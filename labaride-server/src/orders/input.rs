//! Request validation for lifecycle operations
//!
//! Mobile clients send monetary fields as JSON numbers or numeric strings.
//! Everything is parsed into `Decimal` here so the lifecycle core never sees
//! raw JSON.

use rust_decimal::{Decimal, RoundingStrategy};
use serde_json::Value;
use shared::models::{OrderCreateRequest, OrderItem, User};
use shared::order::OrderStatus;
use shared::util::parse_date;

use super::error::OrderError;
use super::store::NewOrder;

/// Tolerance for monetary comparisons (0.01)
pub const MONEY_TOLERANCE: Decimal = Decimal::from_parts(1, 0, 0, false, 2);

/// Money and weights are stored with 2 decimal places
const DECIMAL_PLACES: u32 = 2;

/// Largest accepted monetary value
pub const MAX_MONEY: Decimal = Decimal::from_parts(1_000_000, 0, 0, false, 0);

/// Largest accepted weight in kilos for a single order
pub const MAX_KILO: Decimal = Decimal::from_parts(10_000, 0, 0, false, 0);

const DEFAULT_PAYMENT_METHOD: &str = "Cash on Delivery";

/// Validated create request, before the customer snapshot is attached
#[derive(Debug, Clone, PartialEq)]
pub struct OrderDraft {
    pub shop_id: i64,
    pub service_name: String,
    pub items: Vec<OrderItem>,
    pub kilo_amount: Decimal,
    pub subtotal: Decimal,
    pub delivery_fee: Decimal,
    pub voucher_discount: Decimal,
    /// Recomputed as `subtotal + delivery_fee - voucher_discount`
    pub total_amount: Decimal,
    pub delivery_type: String,
    pub zone: String,
    pub street: String,
    pub barangay: String,
    pub building: String,
    pub scheduled_date: String,
    pub scheduled_time: String,
    pub payment_method: String,
    pub notes: Option<String>,
}

impl OrderDraft {
    pub fn parse(req: &OrderCreateRequest) -> Result<Self, OrderError> {
        let shop_id = parse_id("shop_id", req.shop_id.as_ref())?;
        let service_name = required_text("service_name", req.service_name.as_deref())?;

        let subtotal = non_negative("subtotal", parse_money("subtotal", req.subtotal.as_ref())?)?;
        let delivery_fee = non_negative(
            "delivery_fee",
            parse_money("delivery_fee", req.delivery_fee.as_ref())?,
        )?;
        let voucher_discount = non_negative(
            "voucher_discount",
            parse_money("voucher_discount", req.voucher_discount.as_ref())?,
        )?;
        let claimed_total = parse_money("total_amount", req.total_amount.as_ref())?;
        let total_amount = checked_total(subtotal, delivery_fee, voucher_discount, claimed_total)?;

        let kilo_amount = match req.kilo_amount.as_ref() {
            None | Some(Value::Null) => Decimal::ZERO,
            Some(v) => non_negative(
                "kilo_amount",
                parse_bounded("kilo_amount", Some(v), MAX_KILO)?,
            )?,
        };

        let scheduled_date = required_text("scheduled_date", req.scheduled_date.as_deref())?;
        let Some(date) = parse_date(&scheduled_date) else {
            return Err(OrderError::validation(
                "scheduled_date",
                format!("Invalid scheduled_date: {scheduled_date}"),
            ));
        };

        for item in &req.items {
            if item.quantity <= 0 {
                return Err(OrderError::validation(
                    "items",
                    format!("quantity must be positive for {}", item.item_name),
                ));
            }
        }

        Ok(Self {
            shop_id,
            service_name,
            items: req.items.clone(),
            kilo_amount,
            subtotal,
            delivery_fee,
            voucher_discount,
            total_amount,
            delivery_type: required_text("delivery_type", req.delivery_type.as_deref())?,
            zone: required_text("zone", req.zone.as_deref())?,
            street: required_text("street", req.street.as_deref())?,
            barangay: required_text("barangay", req.barangay.as_deref())?,
            building: required_text("building", req.building.as_deref())?,
            scheduled_date: date.format("%Y-%m-%d").to_string(),
            scheduled_time: required_text("scheduled_time", req.scheduled_time.as_deref())?,
            payment_method: optional_text(req.payment_method.as_deref())
                .unwrap_or_else(|| DEFAULT_PAYMENT_METHOD.to_string()),
            notes: optional_text(req.notes.as_deref()),
        })
    }

    /// Attach the customer snapshot taken at creation time
    pub fn into_new_order(self, user: &User) -> NewOrder {
        NewOrder {
            user_id: user.id,
            shop_id: self.shop_id,
            user_name: user.name.clone(),
            user_email: user.email.clone(),
            user_phone: user.phone.clone(),
            service_name: self.service_name,
            items: self.items,
            kilo_amount: self.kilo_amount,
            subtotal: self.subtotal,
            delivery_fee: self.delivery_fee,
            voucher_discount: self.voucher_discount,
            total_amount: self.total_amount,
            delivery_type: self.delivery_type,
            zone: self.zone,
            street: self.street,
            barangay: self.barangay,
            building: self.building,
            scheduled_date: self.scheduled_date,
            scheduled_time: self.scheduled_time,
            payment_method: self.payment_method,
            notes: self.notes,
        }
    }
}

/// Total must equal `subtotal + delivery_fee - voucher_discount` within 0.01.
/// Returns the computed value, which is what gets stored.
pub fn checked_total(
    subtotal: Decimal,
    delivery_fee: Decimal,
    voucher_discount: Decimal,
    claimed: Decimal,
) -> Result<Decimal, OrderError> {
    let computed = subtotal + delivery_fee - voucher_discount;
    if computed < Decimal::ZERO {
        return Err(OrderError::validation(
            "voucher_discount",
            "voucher_discount exceeds subtotal plus delivery_fee",
        ));
    }
    if (computed - claimed).abs() > MONEY_TOLERANCE {
        return Err(OrderError::validation(
            "total_amount",
            format!(
                "total_amount {claimed} does not match subtotal + delivery_fee - voucher_discount = {computed}"
            ),
        ));
    }
    Ok(computed.round_dp(2))
}

/// Price-per-kilo from a set-price request
pub fn parse_price_per_kilo(value: Option<&Value>) -> Result<Decimal, OrderError> {
    let price = parse_money("price_per_kilo", value)?;
    non_negative("price_per_kilo", price)
}

/// Status named by a status-update request
pub fn parse_status(value: &str) -> Result<OrderStatus, OrderError> {
    value
        .parse()
        .map_err(|_| OrderError::validation("status", format!("Unknown status: {value}")))
}

/// Stored note for a cancellation: `Cancelled - {reason}: {notes}` or
/// `Cancelled - {reason}` when no notes are given
pub fn cancel_note(reason: Option<&str>, notes: Option<&str>) -> Result<String, OrderError> {
    let reason = required_text("reason", reason)?;
    Ok(match optional_text(notes) {
        Some(notes) => format!("Cancelled - {reason}: {notes}"),
        None => format!("Cancelled - {reason}"),
    })
}

fn parse_money(field: &'static str, value: Option<&Value>) -> Result<Decimal, OrderError> {
    parse_bounded(field, value, MAX_MONEY)
}

/// Parse, round half away from zero to 2 places, then cap at `max`
fn parse_bounded(
    field: &'static str,
    value: Option<&Value>,
    max: Decimal,
) -> Result<Decimal, OrderError> {
    let parsed = match value {
        None | Some(Value::Null) => return Err(OrderError::missing(field)),
        Some(Value::Number(n)) => decimal_from_str(&n.to_string()),
        Some(Value::String(s)) => decimal_from_str(s.trim()),
        Some(_) => None,
    };
    let raw =
        parsed.ok_or_else(|| OrderError::validation(field, format!("{field} must be a number")))?;
    let rounded =
        raw.round_dp_with_strategy(DECIMAL_PLACES, RoundingStrategy::MidpointAwayFromZero);
    if rounded.abs() > max {
        return Err(OrderError::validation(
            field,
            format!("{field} exceeds maximum allowed ({max}), got {raw}"),
        ));
    }
    Ok(rounded)
}

fn decimal_from_str(s: &str) -> Option<Decimal> {
    s.parse::<Decimal>()
        .ok()
        .or_else(|| Decimal::from_scientific(s).ok())
}

fn parse_id(field: &'static str, value: Option<&Value>) -> Result<i64, OrderError> {
    let parsed = match value {
        None | Some(Value::Null) => return Err(OrderError::missing(field)),
        Some(Value::Number(n)) => n.as_i64(),
        Some(Value::String(s)) => s.trim().parse().ok(),
        Some(_) => None,
    };
    parsed.ok_or_else(|| OrderError::validation(field, format!("{field} must be an integer")))
}

fn non_negative(field: &'static str, value: Decimal) -> Result<Decimal, OrderError> {
    if value.is_sign_negative() && !value.is_zero() {
        return Err(OrderError::validation(
            field,
            format!("{field} must be non-negative, got {value}"),
        ));
    }
    Ok(value)
}

fn required_text(field: &'static str, value: Option<&str>) -> Result<String, OrderError> {
    optional_text(value).ok_or_else(|| OrderError::missing(field))
}

fn optional_text(value: Option<&str>) -> Option<String> {
    value
        .map(str::trim)
        .filter(|s| !s.is_empty())
        .map(str::to_string)
}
..............................
Your objective: Write out each line above containing "parsed".

Solution for this problem:
//! Everything is parsed into `Decimal` here so the lifecycle core never sees
    let parsed = match value {
        parsed.ok_or_else(|| OrderError::validation(field, format!("{field} must be a number")))?;
    let parsed = match value {
    parsed.ok_or_else(|| OrderError::validation(field, format!("{field} must be an integer")))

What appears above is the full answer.